Your instructions: Go through the entries below and copy each line that holds the word "program".

==== Task input ====

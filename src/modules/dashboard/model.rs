use serde::Serialize;
use sqlx::FromRow;
use utoipa::ToSchema;

use crate::modules::applications::model::ApplicationStatus;

/// Headline numbers for the staff dashboard.
#[derive(Serialize, Debug, Clone, PartialEq, ToSchema)]
pub struct DashboardSummary {
    pub total_students: i64,
    pub total_scholarships: i64,
    pub active_scholarships: i64,
    pub total_applications: i64,
    pub pending_applications: i64,
    pub approved_applications: i64,
    pub total_awarded_amount: f64,
}

/// One slice of the applications-by-status breakdown.
#[derive(Serialize, FromRow, Debug, Clone, PartialEq, ToSchema)]
pub struct ApplicationStatusCount {
    pub status: ApplicationStatus,
    pub count: i64,
}
use serde::{Deserialize, Serialize};
use sqlx::FromRow;
use utoipa::ToSchema;
use uuid::Uuid;
use validator::Validate;

/// A student record tracked by the scholarship office. May be linked to a
/// portal account (`user_id`) once the student registers for the web portal.
#[derive(Serialize, Deserialize, FromRow, Debug, Clone, PartialEq, ToSchema)]
pub struct Student {
    pub id: Uuid,
    pub user_id: Option<Uuid>,
    pub first_name: String,
    pub last_name: String,
    pub email: String,
    pub student_no: String,
    pub program: String,
    pub enrollment_year: Option<i32>,
    pub created_at: chrono::DateTime<chrono::Utc>,
    pub updated_at: chrono::DateTime<chrono::Utc>,
}

#[derive(Deserialize, Debug, Clone, Validate, ToSchema)]
pub struct CreateStudentDto {
    #[validate(length(min = 1, message = "first_name is required"))]
    pub first_name: String,
    #[validate(length(min = 1, message = "last_name is required"))]
    pub last_name: String,
    #[validate(email)]
    pub email: String,
    #[validate(length(min = 1, message = "student_no is required"))]
    pub student_no: String,
    #[validate(length(min = 1, message = "program is required"))]
    pub program: String,
    pub enrollment_year: Option<i32>,
    pub user_id: Option<Uuid>,
}

#[derive(Deserialize, Debug, Clone, Validate, ToSchema)]
pub struct UpdateStudentDto {
    #[validate(length(min = 1, message = "first_name must not be empty"))]
    pub first_name: Option<String>,
    #[validate(length(min = 1, message = "last_name must not be empty"))]
    pub last_name: Option<String>,
    #[validate(email)]
    pub email: Option<String>,
    #[validate(length(min = 1, message = "program must not be empty"))]
    pub program: Option<String>,
    pub enrollment_year: Option<i32>,
}

#[cfg(test)]
mod tests {
    use super::*;
    use validator::Validate;

    #[test]
    fn test_create_student_dto_validation() {
        let dto = CreateStudentDto {
            first_name: "Ada".to_string(),
            last_name: "Obi".to_string(),
            email: "ada@example.com".to_string(),
            student_no: "ST-2026-0042".to_string(),
            program: "Computer Science".to_string(),
            enrollment_year: Some(2026),
            user_id: None,
        };
        assert!(dto.validate().is_ok());

        let missing_name = CreateStudentDto {
            first_name: "".to_string(),
            ..dto
        };
        assert!(missing_name.validate().is_err());
    }

    #[test]
    fn test_update_student_dto_partial() {
        let dto = UpdateStudentDto {
            first_name: None,
            last_name: None,
            email: Some("new@example.com".to_string()),
            program: None,
            enrollment_year: None,
        };
        assert!(dto.validate().is_ok());

        let bad = UpdateStudentDto {
            email: Some("nope".to_string()),
            ..dto
        };
        assert!(bad.validate().is_err());
    }
}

====

The completed task:
    pub program: String,
    #[validate(length(min = 1, message = "program is required"))]
    pub program: String,
    #[validate(length(min = 1, message = "program must not be empty"))]
    pub program: Option<String>,
            program: "Computer Science".to_string(),
            program: None,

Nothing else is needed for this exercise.